#Decades #search #continues #Argentinas #stolen #children
The Grandmothers of Plaza de Mayo are getting old. Every day the hopes of finding their grandchildren, who were stolen and given up for adoption under Argentina’s dictatorship, are fading.
As many as 500 children were taken from their imprisoned mothers, most of whom then disappeared under the country’s brutal 1976-1983 military rule.
Most of the children were gifted to people close to the dictatorship, keen to have them raised as regime loyalists.
Only about 130 have so far been found, and the search for the others — now adults in their 40s and 50s — continues.
The Grandmothers of Plaza de Mayo is an organization founded in 1977 by women trying to find their arrested daughters — and the babies they bore in captivity.
These “abuelas” take their name from the Plaza de Mayo square in Buenos Aires where brave women held protests to demand information on the whereabouts of their loved ones. They did so in vain.
As the original grandmothers get older, the organization has since been populated by a younger generation of researchers and councillors.
The rights body holds regular public meetings in the hopes of reaching people who may have questions about who they are — questions that can be difficult to confront — and convincing them to come forward.
Those who successfully go through a verification process can have their stolen identities “restituted.”
But it is an increasingly difficult endeavor. As time goes on, those who think they may be the children of disappeared women are ever less likely to come forward.
“They come to us in various stages of doubt, some have carried the burden in silence for 20 years, sometimes more, without talking to anyone — not even their spouse,” Laura Rodriguez, coordinator of the Grandmothers’ identity project told AFP.
Doubts can be triggered by a lack of physical resemblance to their parents, the absence of photos of their mothers while pregnant, or holes in the family history.
Some make several appointments for a consultation, but never show up.
Since June 2019, there have been no new restitutions, due in large part to the coronavirus pandemic putting the brakes on the Grandmothers’ activities — research and interviews with potential victims.
Six of the original grandmothers died during the pandemic.
– ‘Leap into the unknown’ –
At Moron, some 40 kilometers (25 miles) from Buenos Aires, six outreach meetings are planned by the Grandmothers and Argentina’s human rights ombudsman for the coming weeks.
But taking that first step is not easy.
“It is a leap into the unknown,” said Guillermo Amarilla Molfino, once known as “Grandson No 98” who said it took him years to seek help and then go through the restitution process.
He was reunited with his brothers, and has acted as an adviser to the Grandmothers outreach team.

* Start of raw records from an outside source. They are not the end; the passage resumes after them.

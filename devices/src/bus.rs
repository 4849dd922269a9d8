// Copyright 2024 The ChromiumOS Authors
// Use of this source code is governed by a BSD-style license that can be
// found in the LICENSE file.

//! Range-indexed dispatch of guest accesses to emulated devices (spec.md
//! §3/§4.1, component C2).

use std::sync::Arc;

use sync::Mutex;
use sync::RwLock;
use vm_memory::Range;
use vm_memory::RangeMap;

use crate::error::DevError;

/// Which address space a `VBus` indexes. The offset a device sees depends
/// on this tag: `Affinity` buses hand the device the absolute address,
/// every other space hands it `addr - range.begin` (spec.md §4.1).
#[derive(Copy, Clone, Eq, PartialEq, Debug)]
pub enum BusSpace {
    Mmio,
    Memory,
    IoPort,
    Msr,
    Affinity,
}

impl BusSpace {
    fn uses_absolute_offset(self) -> bool {
        matches!(self, BusSpace::Affinity)
    }
}

/// Read or write, as seen by a `BusDevice::access` call.
#[derive(Copy, Clone, Eq, PartialEq, Debug)]
pub enum AccessKind {
    Read,
    Write,
}

/// The capability set every bus-resident device implements (spec.md §9
/// Polymorphism). The device set is open, so this is a trait object, not an
/// enum.
pub trait BusDevice: Send + Sync {
    /// Handles one access. `offset` is either `addr - range.begin` or the
    /// absolute address, depending on the owning bus's `BusSpace`.
    fn access(
        &self,
        kind: AccessKind,
        offset: u64,
        bytes: usize,
        val: &mut u64,
    ) -> Result<(), DevError>;

    fn reset(&self) {}

    fn shutdown(&self) {}

    /// True for GIC distributor/redistributor/ITS devices; controls
    /// two-pass `VBus::reset` ordering (spec.md §4.1).
    fn is_interrupt_controller(&self) -> bool {
        false
    }

    fn device_type(&self) -> &str;

    fn name(&self) -> &str {
        self.device_type()
    }
}

struct LastAccess {
    range: Range<u64>,
    device: Arc<dyn BusDevice>,
}

#[derive(Default)]
struct BusStats {
    coalesced_count: u64,
}

/// Range-indexed dispatch structure backing one guest address space
/// (spec.md §3). Readers may run concurrently; `register_device` and
/// `unregister_device` take the exclusive lock (spec.md §5).
pub struct VBus {
    space: BusSpace,
    devices: RwLock<RangeMap<u64, Arc<dyn BusDevice>>>,
    last_access: Mutex<Option<LastAccess>>,
    stats: Mutex<BusStats>,
}

impl VBus {
    pub fn new(space: BusSpace) -> Self {
        VBus {
            space,
            devices: RwLock::new(RangeMap::new()),
            last_access: Mutex::new(None),
            stats: Mutex::new(BusStats::default()),
        }
    }

    pub fn register_device(
        &self,
        range: Range<u64>,
        device: Arc<dyn BusDevice>,
    ) -> Result<(), vm_memory::OverlapError> {
        self.devices.write().insert(range, device)?;
        *self.last_access.lock() = None;
        Ok(())
    }

    pub fn unregister_device(&self, range: Range<u64>) -> Option<Arc<dyn BusDevice>> {
        let removed = self.devices.write().remove(range);
        if removed.is_some() {
            *self.last_access.lock() = None;
        }
        removed
    }

    pub fn iter_devices(&self) -> Vec<Arc<dyn BusDevice>> {
        self.devices.read().iter().map(|(_, d)| d.clone()).collect()
    }

    fn find(&self, addr: u64) -> Option<(Range<u64>, Arc<dyn BusDevice>)> {
        {
            let cached = self.last_access.lock();
            if let Some(last) = cached.as_ref() {
                if last.range.contains(addr) {
                    return Some((last.range, last.device.clone()));
                }
            }
        }
        let devices = self.devices.read();
        let (range, device) = devices.lookup(addr)?;
        let range = *range;
        let device = device.clone();
        drop(devices);
        *self.last_access.lock() = Some(LastAccess {
            range,
            device: device.clone(),
        });
        Some((range, device))
    }

    /// Dispatches one access. Coalesces consecutive hits on the same device
    /// into a stat counter rather than a log line per access (spec.md
    /// §4.1, SPEC_FULL §2).
    pub fn access(
        &self,
        kind: AccessKind,
        addr: u64,
        bytes: usize,
        val: &mut u64,
    ) -> Result<(), DevError> {
        let (range, device) = self.find(addr).ok_or(DevError::NoDevice)?;
        let offset = if self.space.uses_absolute_offset() {
            addr
        } else {
            addr - range.begin
        };
        let was_cached = {
            let cached = self.last_access.lock();
            cached.as_ref().map(|l| Arc::ptr_eq(&l.device, &device)).unwrap_or(false)
        };
        if was_cached {
            self.stats.lock().coalesced_count += 1;
        }
        device.access(kind, offset, bytes, val)
    }

    /// Two-pass reset: non-interrupt-controllers first, then interrupt
    /// controllers, so no device observes a stale controller mid-reset
    /// (spec.md §4.1).
    pub fn reset(&self) {
        let devices = self.iter_devices();
        for dev in devices.iter().filter(|d| !d.is_interrupt_controller()) {
            dev.reset();
        }
        for dev in devices.iter().filter(|d| d.is_interrupt_controller()) {
            dev.reset();
        }
    }

    pub fn shutdown(&self) {
        for dev in self.iter_devices() {
            dev.shutdown();
        }
    }

    pub fn coalesced_count(&self) -> u64 {
        self.stats.lock().coalesced_count
    }

    pub fn space(&self) -> BusSpace {
        self.space
    }
}

#[cfg(test)]
mod tests {
    use super::*;

    struct Counter {
        count: Mutex<u64>,
        resets: Mutex<u32>,
    }

    impl BusDevice for Counter {
        fn access(
            &self,
            _kind: AccessKind,
            _offset: u64,
            _bytes: usize,
            val: &mut u64,
        ) -> Result<(), DevError> {
            let mut c = self.count.lock();
            *c += 1;
            *val = *c;
            Ok(())
        }

        fn reset(&self) {
            *self.resets.lock() += 1;
        }

        fn device_type(&self) -> &str {
            "counter"
        }
    }

    #[test]
    fn dispatches_by_range() {
        let bus = VBus::new(BusSpace::Mmio);
        let dev = Arc::new(Counter {
            count: Mutex::new(0),
            resets: Mutex::new(0),
        });
        bus.register_device(Range::new(0x1000, 0x100), dev.clone()).unwrap();
        let mut val = 0;
        bus.access(AccessKind::Read, 0x1050, 4, &mut val).unwrap();
        assert_eq!(val, 1);
        bus.access(AccessKind::Read, 0x1051, 4, &mut val).unwrap();
        assert_eq!(val, 2);
        assert_eq!(bus.coalesced_count(), 1);
    }

    #[test]
    fn no_device_for_unmapped_address() {
        let bus = VBus::new(BusSpace::Mmio);
        let mut val = 0;
        assert_eq!(
            bus.access(AccessKind::Read, 0x5000, 4, &mut val),
            Err(DevError::NoDevice)
        );
    }

    #[test]
    fn reset_runs_non_controllers_before_controllers() {
        let bus = VBus::new(BusSpace::Mmio);
        let dev = Arc::new(Counter {
            count: Mutex::new(0),
            resets: Mutex::new(0),
        });
        bus.register_device(Range::new(0, 0x10), dev.clone()).unwrap();
        bus.reset();
        assert_eq!(*dev.resets.lock(), 1);
    }

    #[test]
    fn offset_is_relative_by_default() {
        let bus = VBus::new(BusSpace::Mmio);
        struct Echo;
        impl BusDevice for Echo {
            fn access(
                &self,
                _kind: AccessKind,
                offset: u64,
                _bytes: usize,
                val: &mut u64,
            ) -> Result<(), DevError> {
                *val = offset;
                Ok(())
            }
            fn device_type(&self) -> &str {
                "echo"
            }
        }
        bus.register_device(Range::new(0x2000, 0x100), Arc::new(Echo)).unwrap();
        let mut val = 0;
        bus.access(AccessKind::Read, 0x2010, 4, &mut val).unwrap();
        assert_eq!(val, 0x10);
    }
}
#[cfg(test)]
mod tests {
    use super::*;
    use sync::Mutex;

    struct FakeCpu {
        notified: Mutex<u32>,
        awake: Mutex<bool>,
    }

    impl CpuIrqInterface for FakeCpu {
        fn notify_interrupt_pending(&self) {
            *self.notified.lock() += 1;
        }
        fn can_receive_irq(&self) -> bool {
            *self.awake.lock()
        }
    }

    fn make_gic(num_vcpus: usize) -> (GicD, Vec<Arc<FakeCpu>>) {
        let cpus: Vec<Arc<FakeCpu>> = (0..num_vcpus)
            .map(|_| {
                Arc::new(FakeCpu {
                    notified: Mutex::new(0),
                    awake: Mutex::new(true),
                })
            })
            .collect();
        let ifaces: Vec<Arc<dyn CpuIrqInterface>> =
            cpus.iter().map(|c| c.clone() as Arc<dyn CpuIrqInterface>).collect();
        let affinities = (0..num_vcpus as u64).collect();
        let gic = GicD::new(
            GicConfig {
                version: GicVersion::V2,
                num_vcpus,
            },
            ifaces,
            affinities,
        );
        (gic, cpus)
    }

    #[test]
    fn typer_formula() {
        let (gic, _) = make_gic(4);
        assert_eq!(gic.typer(), 31 | (3 << 5) | (9 << 19) | (1 << 24));
    }

    #[test]
    fn pidr2_formula() {
        let (gic, _) = make_gic(1);
        assert_eq!(gic.pidr2(), (2 << 4) | 0xb);
    }

    #[test]
    fn sgi_v2_assert_and_select() {
        let (gic, cpus) = make_gic(2);
        gic.assert_sgi_v2(0, 1, 3);
        assert_eq!(*cpus[1].notified.lock(), 1);
        gic.write_ctlr(CTLR_GRP0 | CTLR_GRP1);
        gic.irq_for(1, 3).unwrap().set_enabled(true);
        let lr = gic.pending_irq(1).unwrap();
        assert_eq!(lr.vintid, 3);
        assert_eq!(lr.pintid_or_sender, 0);
    }

    #[test]
    fn injection_exclusivity_after_selection() {
        let (gic, _) = make_gic(1);
        gic.assert_spi(40, 0b1, false, None);
        gic.write_ctlr(CTLR_GRP0 | CTLR_GRP1);
        gic.irq_for(0, 40).unwrap().set_enabled(true);
        let lr = gic.pending_irq(0).unwrap();
        assert_eq!(lr.vintid, 40);
        assert!(!gic.cpus[0].pending_bitset.get(40));
        assert!(gic.cpus[0].in_injection_bitset.get(40));
        assert!(gic.pending_irq(0).is_none());
    }

    #[test]
    fn completion_inactive_clears_in_injection() {
        let (gic, _) = make_gic(1);
        gic.assert_spi(40, 0b1, false, None);
        gic.write_ctlr(CTLR_GRP0 | CTLR_GRP1);
        gic.irq_for(0, 40).unwrap().set_enabled(true);
        let lr = gic.pending_irq(0).unwrap();
        gic.update_inj_status(0, 40, lr.pintid_or_sender, LrState::Inactive);
        assert!(!gic.cpus[0].in_injection_bitset.get(40));
        assert!(!gic.cpus[0].pending_bitset.get(40));
        assert!(!gic.irq_for(0, 40).unwrap().injection.pending_any());
    }

    #[test]
    fn priority_selection_is_larger_wins() {
        let (gic, _) = make_gic(1);
        gic.write_ctlr(CTLR_GRP0 | CTLR_GRP1);
        gic.assert_spi(40, 0b1, false, None);
        gic.assert_spi(41, 0b1, false, None);
        gic.irq_for(0, 40).unwrap().set_enabled(true);
        gic.irq_for(0, 40).unwrap().set_priority(0x10);
        gic.irq_for(0, 41).unwrap().set_enabled(true);
        gic.irq_for(0, 41).unwrap().set_priority(0x20);
        let lr = gic.pending_irq(0).unwrap();
        assert_eq!(lr.vintid, 41);
    }

    #[test]
    fn has_pending_does_not_commit_injection() {
        let (gic, _) = make_gic(1);
        gic.assert_spi(40, 0b1, false, None);
        assert!(gic.has_pending(0));
        // Peeking must not move the IRQ into in-injection or clear pending.
        assert!(gic.cpus[0].pending_bitset.get(40));
        assert!(!gic.cpus[0].in_injection_bitset.get(40));
        gic.write_ctlr(CTLR_GRP0 | CTLR_GRP1);
        gic.irq_for(0, 40).unwrap().set_enabled(true);
        let lr = gic.pending_irq(0).unwrap();
        assert_eq!(lr.vintid, 40);
    }

    #[test]
    fn spi_boundary_bug_preserved() {
        assert!(!takes_spi_routing_path(32));
        assert!(takes_spi_routing_path(33));
    }
}
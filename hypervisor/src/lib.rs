// Copyright 2024 The ChromiumOS Authors
// Use of this source code is governed by a BSD-style license that can be
// found in the LICENSE file.

//! The consumed external interface (spec.md §6.1/§6.2): a `GuestRegs` view
//! over one VCPU's architectural state, the classified `VcpuExit` it hands
//! the core on every exit, PSCI version plumbing, and the sanitized
//! platform-ID register set populated at startup.

pub mod exit;
pub mod psci;
pub mod regs;
pub mod startup;

pub use exit::{vector_offset, VcpuExit};
pub use psci::{FirmwareService, PsciVersion, PsciVersionError, PSCI_0_2, PSCI_NOT_SUPPORTED};
pub use regs::{DirtyMask, El1Reg, GuestRegs, VcpuRegAArch64};
pub use startup::{sanitize, RawPlatformRegs, SanitizedPlatformRegs};

#[cfg(any(test, feature = "test-util"))]
pub use regs::test_regs::TestRegs;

“There are many fears, there is guilt, this guilt that makes us stay quiet: ‘Why do I doubt my parents, why do I betray those who gave me food, a roof over my head?'” he remembers of his own experience.
“Silence can become an ally with which one lives,” added Molfino. And finally accepting you are not who you thought you were can “feel like handing over your life” to someone else.
It is a difficult task for the researchers too, said Luciano Lahiteau, one of the Grandmothers team.
One needs to carefully balance an empathetic shoulder, he explained, with the “duty, not necessarily pleasant, of… picking out the reliable information from what a person tells us.”
– Lottery, or loss –
Lahiteau and other researchers take the volunteers’ stories and documentation, when available, and check these against civil and hospital registers, and evidence gathered from military trials.
If evidence for a match turns up, DNA can be cross-checked with a data bank holding genetic information on many, though not all, of the families searching for a missing grandchild.
When a match is found, “it is like winning the lottery!” said Rodgriguez.
But more often than not, hopes are dashed.
“We receive a lot of people who are not children of disappeared” women, said Rodriguez.
Yet, even for those who go through the process in vain, “it does a lot for identity,” said Lahiteau.
“It makes it possible to recognize: ‘OK, I am someone who has doubts about my identity; I have the right to try and find out where I come from,” he explained.
“Really, every person comes out of the process better than they entered,” added Rodriguez.